**TASK DETAILS**
Which lines in the records below contain the word "Duration"? Copy each of them.

**DATA FOR THE TASK**
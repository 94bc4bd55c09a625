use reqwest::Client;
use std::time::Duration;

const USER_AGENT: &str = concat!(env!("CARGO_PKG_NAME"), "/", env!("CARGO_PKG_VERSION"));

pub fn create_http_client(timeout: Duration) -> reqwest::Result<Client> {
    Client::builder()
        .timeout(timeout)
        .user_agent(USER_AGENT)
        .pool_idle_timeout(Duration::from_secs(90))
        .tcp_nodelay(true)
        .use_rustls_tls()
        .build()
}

...

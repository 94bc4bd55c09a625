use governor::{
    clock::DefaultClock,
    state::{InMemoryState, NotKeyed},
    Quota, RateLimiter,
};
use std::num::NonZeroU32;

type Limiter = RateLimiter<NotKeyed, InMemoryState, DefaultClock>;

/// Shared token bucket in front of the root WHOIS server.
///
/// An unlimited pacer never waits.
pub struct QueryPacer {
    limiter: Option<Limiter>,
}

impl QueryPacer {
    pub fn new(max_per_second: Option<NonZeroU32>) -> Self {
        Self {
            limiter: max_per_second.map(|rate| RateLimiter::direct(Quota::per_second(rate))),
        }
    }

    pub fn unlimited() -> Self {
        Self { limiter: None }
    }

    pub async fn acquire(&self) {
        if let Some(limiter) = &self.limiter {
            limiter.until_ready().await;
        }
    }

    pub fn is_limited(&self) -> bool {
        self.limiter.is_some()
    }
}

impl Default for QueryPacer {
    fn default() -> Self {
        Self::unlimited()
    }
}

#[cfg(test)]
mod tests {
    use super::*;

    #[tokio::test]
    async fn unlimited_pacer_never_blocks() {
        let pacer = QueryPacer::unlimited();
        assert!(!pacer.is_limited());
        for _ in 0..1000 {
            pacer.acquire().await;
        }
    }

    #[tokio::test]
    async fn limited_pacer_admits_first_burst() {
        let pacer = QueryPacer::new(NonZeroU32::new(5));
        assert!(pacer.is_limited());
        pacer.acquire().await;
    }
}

**EXERCISE OUTPUT**
use std::time::Duration;
pub fn create_http_client(timeout: Duration) -> reqwest::Result<Client> {
        .pool_idle_timeout(Duration::from_secs(90))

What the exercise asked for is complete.